What is needed – Copy each line of the records below that mentions the word "running".

Exercise input –
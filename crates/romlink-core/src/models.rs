//! Data model shared between transports, protocols and the device manager

use std::time::Instant;

use chrono::{DateTime, Utc};
use serde::{Deserialize, Serialize};

// =============================================================================
// Discovery
// =============================================================================

/// A physically discoverable device, as reported by one transport
#[derive(Debug, Clone, PartialEq, Eq, Serialize, Deserialize)]
pub struct DeviceInfo {
    /// Transport-specific device identifier
    pub id: String,
    /// Human-readable name
    pub name: String,
    /// Registry id of the transport that found this device
    pub transport_name: String,
    /// Whether the device currently has an open connection
    pub connected: bool,
}

impl DeviceInfo {
    /// Label used when presenting the device in a selection list
    pub fn label(&self) -> String {
        format!("{} ({})", self.name, self.transport_name)
    }
}

// =============================================================================
// Progress & Events
// =============================================================================

/// Phase of a long-running ROM operation
#[derive(Debug, Clone, Copy, PartialEq, Eq, Serialize, Deserialize)]
#[serde(rename_all = "lowercase")]
pub enum RomPhase {
    Reading,
    Erasing,
    Writing,
    Verifying,
}

impl std::fmt::Display for RomPhase {
    fn fmt(&self, f: &mut std::fmt::Formatter<'_>) -> std::fmt::Result {
        let s = match self {
            RomPhase::Reading => "reading",
            RomPhase::Erasing => "erasing",
            RomPhase::Writing => "writing",
            RomPhase::Verifying => "verifying",
        };
        f.write_str(s)
    }
}

/// Progress report emitted after each unit of work
#[derive(Debug, Clone, PartialEq, Serialize, Deserialize)]
pub struct RomProgress {
    pub phase: RomPhase,
    /// Bytes processed so far within this phase
    pub bytes_processed: usize,
    pub total_bytes: usize,
    /// Progress percentage (0-100)
    pub percent_complete: f64,
    #[serde(skip_serializing_if = "Option::is_none")]
    pub message: Option<String>,
}

impl RomProgress {
    pub fn new(phase: RomPhase, bytes_processed: usize, total_bytes: usize) -> Self {
        let percent_complete = if total_bytes > 0 {
            (bytes_processed as f64 / total_bytes as f64) * 100.0
        } else {
            100.0
        };
        Self {
            phase,
            bytes_processed,
            total_bytes,
            percent_complete,
            message: None,
        }
    }

    pub fn with_message(mut self, message: impl Into<String>) -> Self {
        self.message = Some(message.into());
        self
    }
}

/// Discrete protocol milestones
#[derive(Debug, Clone, Copy, PartialEq, Eq, Serialize, Deserialize)]
#[serde(rename_all = "SCREAMING_SNAKE_CASE")]
pub enum EcuEventKind {
    SecurityAccessRequested,
    SecurityAccessGranted,
    SectorEraseStarted,
    SectorEraseComplete,
}

/// A milestone notification with its timestamp and optional payload
#[derive(Debug, Clone, PartialEq, Serialize, Deserialize)]
pub struct EcuEvent {
    pub kind: EcuEventKind,
    pub timestamp: DateTime<Utc>,
    #[serde(skip_serializing_if = "Option::is_none")]
    pub data: Option<serde_json::Value>,
}

impl EcuEvent {
    pub fn new(kind: EcuEventKind) -> Self {
        Self {
            kind,
            timestamp: Utc::now(),
            data: None,
        }
    }

    pub fn with_data(mut self, data: serde_json::Value) -> Self {
        self.data = Some(data);
        self
    }
}

// =============================================================================
// ROM Write
// =============================================================================

/// Options for a ROM write
#[derive(Debug, Clone, Copy, Default)]
pub struct WriteOptions<'a> {
    /// Perform the handshake only; send no erase/download/transfer frames
    pub dry_run: bool,
    /// Previously-read image used to skip sectors that did not change
    pub original_rom: Option<&'a [u8]>,
}

impl<'a> WriteOptions<'a> {
    pub fn dry_run() -> Self {
        Self {
            dry_run: true,
            original_rom: None,
        }
    }

    pub fn diffed_against(original_rom: &'a [u8]) -> Self {
        Self {
            dry_run: false,
            original_rom: Some(original_rom),
        }
    }
}

// =============================================================================
// Telemetry
// =============================================================================

/// Protocol-agnostic telemetry parameter description
#[derive(Debug, Clone, PartialEq, Serialize, Deserialize)]
pub struct PidDescriptor {
    pub pid: u16,
    pub name: String,
    pub unit: String,
    pub min_value: f64,
    pub max_value: f64,
}

/// Frame pushed by a device while a telemetry stream is active
#[derive(Debug, Clone)]
pub struct StreamFrame {
    /// Timestamp when the frame was received
    pub timestamp: Instant,
    pub data: Vec<u8>,
}

#[cfg(test)]
mod tests {
    use super::*;
    use pretty_assertions::assert_eq;

    #[test]
    fn test_progress_percent() {
        let p = RomProgress::new(RomPhase::Reading, 512, 1024);
        assert_eq!(p.percent_complete, 50.0);

        let done = RomProgress::new(RomPhase::Writing, 0, 0);
        assert_eq!(done.percent_complete, 100.0);
    }

    #[test]
    fn test_device_label() {
        let dev = DeviceInfo {
            id: "sim-0".to_string(),
            name: "Bench ECU".to_string(),
            transport_name: "sim-can".to_string(),
            connected: false,
        };
        assert_eq!(dev.label(), "Bench ECU (sim-can)");
    }

    #[test]
    fn test_event_kind_serializes_screaming_case() {
        let json = serde_json::to_value(EcuEventKind::SectorEraseStarted).unwrap();
        assert_eq!(json, serde_json::json!("SECTOR_ERASE_STARTED"));
    }
}
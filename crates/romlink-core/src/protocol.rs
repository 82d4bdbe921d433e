//! EcuProtocol trait - one implementation per ECU family

use std::sync::Arc;

use async_trait::async_trait;

use crate::error::ProtocolResult;
use crate::models::{EcuEvent, PidDescriptor, RomProgress, WriteOptions};
use crate::transport::Connection;

/// Progress callback, invoked synchronously after each unit of work
pub type ProgressCallback = Arc<dyn Fn(RomProgress) + Send + Sync>;

/// Milestone callback, invoked synchronously as milestones are reached
pub type EventCallback = Arc<dyn Fn(EcuEvent) + Send + Sync>;

/// Optional observers for long-running ROM operations
///
/// Both callbacks are fire-and-continue: the protocol never waits on them.
#[derive(Clone, Default)]
pub struct RomCallbacks {
    pub on_progress: Option<ProgressCallback>,
    pub on_event: Option<EventCallback>,
}

impl RomCallbacks {
    pub fn new() -> Self {
        Self::default()
    }

    pub fn with_progress(mut self, f: impl Fn(RomProgress) + Send + Sync + 'static) -> Self {
        self.on_progress = Some(Arc::new(f));
        self
    }

    pub fn with_event(mut self, f: impl Fn(EcuEvent) + Send + Sync + 'static) -> Self {
        self.on_event = Some(Arc::new(f));
        self
    }

    pub fn progress(&self, progress: RomProgress) {
        if let Some(cb) = &self.on_progress {
            cb(progress);
        }
    }

    pub fn event(&self, event: EcuEvent) {
        if let Some(cb) = &self.on_event {
            cb(event);
        }
    }
}

impl std::fmt::Debug for RomCallbacks {
    fn fmt(&self, f: &mut std::fmt::Formatter<'_>) -> std::fmt::Result {
        f.debug_struct("RomCallbacks")
            .field("on_progress", &self.on_progress.is_some())
            .field("on_event", &self.on_event.is_some())
            .finish()
    }
}

/// Vendor protocol capable of reading and reprogramming an ECU's ROM
///
/// Implementations hold no per-connection state: every operation receives
/// the connection it should drive.
#[async_trait]
pub trait EcuProtocol: Send + Sync {
    /// Protocol name, used in logs and error messages
    fn name(&self) -> &str;

    /// Whether this protocol can drive the given connection
    async fn can_handle(&self, connection: &dyn Connection) -> ProtocolResult<bool>;

    /// Read the full ROM image
    ///
    /// Returns only after every block has been read.
    async fn read_rom(
        &self,
        connection: &dyn Connection,
        callbacks: &RomCallbacks,
    ) -> ProtocolResult<Vec<u8>>;

    /// Write a full ROM image
    async fn write_rom(
        &self,
        connection: &dyn Connection,
        rom: &[u8],
        options: WriteOptions<'_>,
        callbacks: &RomCallbacks,
    ) -> ProtocolResult<()>;

    /// Telemetry parameters this protocol can decode
    async fn get_supported_pids(
        &self,
        connection: &dyn Connection,
    ) -> ProtocolResult<Vec<PidDescriptor>>;
}
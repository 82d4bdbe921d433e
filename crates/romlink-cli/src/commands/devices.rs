//! Devices command - enumerate every registered transport

use anyhow::Result;
use romlink_manager::DeviceManager;

use crate::output::{DeviceRow, OutputContext};

/// List devices reachable on all transports
pub async fn devices(manager: &DeviceManager, ctx: &OutputContext) -> Result<()> {
    let devices = manager.list_all_devices().await;

    let rows: Vec<DeviceRow> = devices
        .into_iter()
        .map(|d| DeviceRow {
            id: d.id,
            name: d.name,
            transport: d.transport_name,
            connected: if d.connected { "yes" } else { "no" }.to_string(),
        })
        .collect();

    ctx.render(&rows);
    Ok(())
}
//! Terminal rendering for romlink

use clap::ValueEnum;
use colored::Colorize;
use serde::Serialize;
use tabled::{Table, Tabled};

#[derive(Debug, Clone, Copy, Default, PartialEq, Eq, ValueEnum)]
pub enum OutputFormat {
    /// Human-readable table
    #[default]
    Table,
    /// Pretty-printed JSON array
    Json,
}

/// Where and how command results are written
///
/// Status lines go to stdout and are suppressed by `--quiet`; cautions
/// always go to stderr.
pub struct OutputContext {
    format: OutputFormat,
    pub quiet: bool,
}

impl OutputContext {
    pub fn new(format: OutputFormat, no_color: bool, quiet: bool) -> Self {
        if no_color {
            colored::control::set_override(false);
        }
        Self { format, quiet }
    }

    pub fn status(&self, line: &str) {
        if !self.quiet {
            println!("{line}");
        }
    }

    pub fn done(&self, line: &str) {
        if !self.quiet {
            println!("{}", line.green().bold());
        }
    }

    pub fn caution(&self, line: &str) {
        eprintln!("{}", line.yellow());
    }

    /// Render rows as a table or JSON
    pub fn render<R: Tabled + Serialize>(&self, rows: &[R]) {
        match self.format {
            OutputFormat::Table if rows.is_empty() => self.status("(none)"),
            OutputFormat::Table => println!("{}", Table::new(rows)),
            OutputFormat::Json => match serde_json::to_string_pretty(rows) {
                Ok(json) => println!("{json}"),
                Err(e) => self.caution(&format!("Could not encode JSON: {e}")),
            },
        }
    }
}

// =============================================================================
// Row types
// =============================================================================

#[derive(Debug, Tabled, Serialize)]
pub struct DeviceRow {
    #[tabled(rename = "Device ID")]
    pub id: String,
    #[tabled(rename = "Device")]
    pub name: String,
    #[tabled(rename = "Transport")]
    pub transport: String,
    #[tabled(rename = "Open")]
    pub connected: String,
}

#[derive(Debug, Tabled, Serialize)]
pub struct PidRow {
    #[tabled(rename = "PID")]
    pub pid: String,
    #[tabled(rename = "Parameter")]
    pub name: String,
    #[tabled(rename = "Unit")]
    pub unit: String,
    #[tabled(rename = "Min")]
    pub min: String,
    #[tabled(rename = "Max")]
    pub max: String,
}

/// One decoded value of a telemetry block
#[derive(Debug, Tabled, Serialize)]
pub struct ValueRow {
    #[tabled(rename = "Parameter")]
    pub parameter: String,
    #[tabled(rename = "Value")]
    pub value: String,
    #[tabled(rename = "Unit")]
    pub unit: String,
    #[tabled(rename = "Range")]
    pub range: String,
}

Exercise output –
/// Phase of a long-running ROM operation
/// Optional observers for long-running ROM operations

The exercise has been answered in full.